We want to find the nullspace of $A$

$$$A = \begin{bmatrix} 1 & 1 & 1 & 1 \\ 1 & 2 & 3 & 4 \\ 4 & 3 & 2 & 1 \end{bmatrix}$$$

$A$ and $U$ have the same nullspace. Elimination brings us to $U$

$\begin{equation*} A \implies \begin{bmatrix} 1 & 1 & 1 & 1 \\ 0 & 1 & 2 & 3 \\ 0 & -1 & -2 & -3 \end{bmatrix} \implies \begin{bmatrix} 1 & 1 & 1 & 1 \\ 0 & 1 & 2 & 3 \\ 0 & 0 & 0 & 0 \end{bmatrix} =U \end{equation*}$

We identify our pivot columns and our free colums. The pivot columns, $x_1$, and $x_2$ contain our pivots. The other columns, $x_3$ and $x_4$, are free.
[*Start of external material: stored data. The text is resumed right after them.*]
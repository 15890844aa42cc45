use serde::{Deserialize, Serialize};
use sqlx::FromRow;
use time::OffsetDateTime;
use uuid::Uuid;

/// 監査ログの重要度
#[derive(Debug, Clone, Copy, PartialEq, Eq, Serialize, Deserialize)]
#[serde(rename_all = "snake_case")]
pub enum AuditSeverity {
    Info,
    Warning,
    Critical,
}

impl AuditSeverity {
    pub fn as_str(&self) -> &'static str {
        match self {
            Self::Info => "info",
            Self::Warning => "warning",
            Self::Critical => "critical",
        }
    }
}

impl std::fmt::Display for AuditSeverity {
    fn fmt(&self, f: &mut std::fmt::Formatter<'_>) -> std::fmt::Result {
        f.write_str(self.as_str())
    }
}

/// 監査対象アクション（閉じた列挙）
///
/// serde 表現は `as_str` と同一のタグ（検索フィルターに保存済みタグを
/// そのまま指定できるよう、外部表記は1種類に揃える）。
#[derive(Debug, Clone, Copy, PartialEq, Eq, Serialize, Deserialize)]
pub enum AuditAction {
    #[serde(rename = "login_success")]
    LoginSuccess,
    #[serde(rename = "login_failed")]
    LoginFailed,
    #[serde(rename = "2fa_setup_initiated")]
    TwoFactorSetupInitiated,
    #[serde(rename = "2fa_enabled")]
    TwoFactorEnabled,
    #[serde(rename = "2fa_verify_failed")]
    TwoFactorVerifyFailed,
    #[serde(rename = "2fa_disabled")]
    TwoFactorDisabled,
    #[serde(rename = "2fa_disable_failed")]
    TwoFactorDisableFailed,
    #[serde(rename = "2fa_backup_used")]
    BackupCodeUsed,
    // CRUD層から報告される一括操作（異常検知の監視対象）
    #[serde(rename = "bulk_delete")]
    BulkDelete,
    #[serde(rename = "bulk_export")]
    BulkExport,
}

impl AuditAction {
    pub fn as_str(&self) -> &'static str {
        match self {
            Self::LoginSuccess => "login_success",
            Self::LoginFailed => "login_failed",
            Self::TwoFactorSetupInitiated => "2fa_setup_initiated",
            Self::TwoFactorEnabled => "2fa_enabled",
            Self::TwoFactorVerifyFailed => "2fa_verify_failed",
            Self::TwoFactorDisabled => "2fa_disabled",
            Self::TwoFactorDisableFailed => "2fa_disable_failed",
            Self::BackupCodeUsed => "2fa_backup_used",
            Self::BulkDelete => "bulk_delete",
            Self::BulkExport => "bulk_export",
        }
    }
}

impl std::fmt::Display for AuditAction {
    fn fmt(&self, f: &mut std::fmt::Formatter<'_>) -> std::fmt::Result {
        f.write_str(self.as_str())
    }
}

/// 監査ログの行為者
///
/// 未認証コンテキストでは `system()` のセンチネルを明示的に渡す
/// （アンビエントなセッション状態からの暗黙取得はしない）。
#[derive(Debug, Clone, Serialize)]
pub struct AuditActor {
    pub user_id: Option<Uuid>,
    pub email: String,
    pub name: String,
    pub role: String,
}

impl AuditActor {
    pub fn system() -> Self {
        Self {
            user_id: None,
            email: "system".to_string(),
            name: "system".to_string(),
            role: "system".to_string(),
        }
    }

    pub fn from_user(user: &crate::models::User) -> Self {
        Self {
            user_id: Some(user.id),
            email: user.email.clone(),
            name: user.name.clone(),
            role: user.role.clone(),
        }
    }
}

/// リクエスト元のクライアント情報
///
/// ハンドラーがヘッダーから抽出し、監査呼び出しまで明示的に引き回す。
#[derive(Debug, Clone, Default)]
pub struct ClientInfo {
    pub ip_address: Option<String>,
    pub user_agent: Option<String>,
}

/// 追記前の監査エントリ
#[derive(Debug, Clone)]
pub struct NewAuditEntry {
    pub actor: AuditActor,
    pub action: AuditAction,
    pub severity: AuditSeverity,
    pub resource_type: String,
    pub resource_id: Option<String>,
    /// 任意形状のメタデータ（秘密情報は入れないこと）
    pub details: serde_json::Value,
    pub ip_address: Option<String>,
    pub user_agent: Option<String>,
}

impl NewAuditEntry {
    pub fn new(actor: AuditActor, action: AuditAction, severity: AuditSeverity) -> Self {
        Self {
            actor,
            action,
            severity,
            resource_type: "auth".to_string(),
            resource_id: None,
            details: serde_json::Value::Null,
            ip_address: None,
            user_agent: None,
        }
    }

    pub fn resource(mut self, resource_type: &str, resource_id: Option<String>) -> Self {
        self.resource_type = resource_type.to_string();
        self.resource_id = resource_id;
        self
    }

    pub fn details(mut self, details: serde_json::Value) -> Self {
        self.details = details;
        self
    }

    pub fn client(mut self, client: &ClientInfo) -> Self {
        self.ip_address = client.ip_address.clone();
        self.user_agent = client.user_agent.clone();
        self
    }
}

/// 永続化済みの監査エントリ（追記後は不変）
#[derive(Debug, Clone, FromRow, Serialize)]
pub struct AuditEntry {
    pub id: Uuid,
    pub created_at: OffsetDateTime,
    pub actor_id: Option<Uuid>,
    pub actor_email: String,
    pub actor_name: String,
    pub actor_role: String,
    pub action: String,
    pub resource_type: String,
    pub resource_id: Option<String>,
    pub details: serde_json::Value,
    pub ip_address: Option<String>,
    pub user_agent: Option<String>,
    pub severity: String,
}

/// 監査ログ検索フィルター
#[derive(Debug, Clone, Deserialize)]
pub struct AuditFilter {
    pub actor_email: Option<String>,
    pub action: Option<AuditAction>,
    pub resource_type: Option<String>,
    pub resource_id: Option<String>,
    pub severity: Option<AuditSeverity>,
    #[serde(default, with = "time::serde::rfc3339::option")]
    pub from: Option<OffsetDateTime>,
    #[serde(default, with = "time::serde::rfc3339::option")]
    pub to: Option<OffsetDateTime>,
    #[serde(default)]
    pub offset: i64,
    #[serde(default = "default_limit")]
    pub limit: i64,
}

fn default_limit() -> i64 {
    50
}

impl Default for AuditFilter {
    fn default() -> Self {
        Self {
            actor_email: None,
            action: None,
            resource_type: None,
            resource_id: None,
            severity: None,
            from: None,
            to: None,
            offset: 0,
            limit: default_limit(),
        }
    }
}

/// 異常検知レポートの1グループ（actor × action）
#[derive(Debug, Clone, Serialize)]
pub struct SuspiciousActivity {
    pub actor: String,
    pub action: String,
    pub count: u64,
    #[serde(with = "time::serde::rfc3339")]
    pub last_seen: OffsetDateTime,
}

#[cfg(test)]
mod tests {
    use super::*;

    const ALL_ACTIONS: [AuditAction; 10] = [
        AuditAction::LoginSuccess,
        AuditAction::LoginFailed,
        AuditAction::TwoFactorSetupInitiated,
        AuditAction::TwoFactorEnabled,
        AuditAction::TwoFactorVerifyFailed,
        AuditAction::TwoFactorDisabled,
        AuditAction::TwoFactorDisableFailed,
        AuditAction::BackupCodeUsed,
        AuditAction::BulkDelete,
        AuditAction::BulkExport,
    ];

    #[test]
    fn test_action_serde_tag_matches_stored_tag() {
        // レスポンスに出るタグをそのままフィルターに使えること
        for action in ALL_ACTIONS {
            let serialized = serde_json::to_value(action).unwrap();
            assert_eq!(serialized, serde_json::Value::String(action.as_str().to_string()));

            let parsed: AuditAction =
                serde_json::from_value(serde_json::json!(action.as_str())).unwrap();
            assert_eq!(parsed, action);
        }
    }

    #[test]
    fn test_severity_serde_tag_matches_stored_tag() {
        for severity in [
            AuditSeverity::Info,
            AuditSeverity::Warning,
            AuditSeverity::Critical,
        ] {
            let serialized = serde_json::to_value(severity).unwrap();
            assert_eq!(
                serialized,
                serde_json::Value::String(severity.as_str().to_string())
            );
        }
    }
}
Now we have two choices: back subsitution, and solving by row reduced echelon form.

## Back Subsitution

For each free column, $x_n$:

1. Set that col to 1
2. Set all the other free columns to 0
3. Solve all equations for 0 with back subsitution

The upper triangular matrix above, $U$, becomes:

\begin{align} x_1 &+& x_2 &+& x_3 &+& x_4 &= 0 \\ && x_2 &+& 2x_3 &+& 3x_4 &= 0 \\ && && && 0 &= 0 \end{align}

Do back subsitution with $x_3 = 1$ and $x_4 = 0$:

\begin{align} 0 &= x_2 + 2 &\implies& x_2 = -2 \\ 0 &= x_1 -2 + 1 &\implies& x_1 = 1 \end{align} $\begin{equation*} A \begin{bmatrix} 1 \\ -2 \\ 1 \\ 0\end{bmatrix} = 0 \end{equation*}$

Do back subsitution with $x_3 = 0$ and $x_4 = 1$:

\begin{align} 0 &= x_2 + 3 &\implies& x_2 = -3 \\ 0 &= x_1 -3 + 1 &\implies& x_1 = 2 \end{align} $\begin{equation*} A \begin{bmatrix} 2 \\ -3 \\ 0 \\ 1 \end{bmatrix} = 0 \end{equation*}$

One way to write the complete solution:

$\begin{equation*} x_3 \begin{bmatrix} 1 \\ -2 \\ 1 \\ 0 \end{bmatrix} + x_4 \begin{bmatrix} 2 \\ -3 \\ 0 \\ 1 \end{bmatrix} = \begin{bmatrix} x_3 + 2x_4 \\ -2x_3 - 3x_4 \\ x_3 \\ x_4 \end{bmatrix} \end{equation*}$

## Row Reduced Echelon Form

However, it is quicker to "complete" elimination, and find the solution from rref. $A$, $U$, and $R$ have the same nullspace. Our example matrix, $A$, is very close to rref already (the pivots are already 1).

$\begin{equation*} \begin{bmatrix} 1 & 1 & 1 & 1 \\ 0 & 1 & 2 & 3 \\ 0 & 0 & 0 & 0 \end{bmatrix} \implies \begin{bmatrix} 1 & 0 & -1 & -2 \\ 0 & 1 & 2 & 3 \\ 0 & 0 & 0 & 0 \end{bmatrix} \end{equation*}$

Notice how if we set $x_3 = 1$ and $x_4 = 0$ we can read the values $x_1$ and $x_2$ from the third column (if we reverse the sign)

$A \begin{bmatrix} 1 \\ -2 \\ 1 \\ 0\end{bmatrix} = 0$

You cannot do back subsitution on a matrix in rref. This yields incorrect results.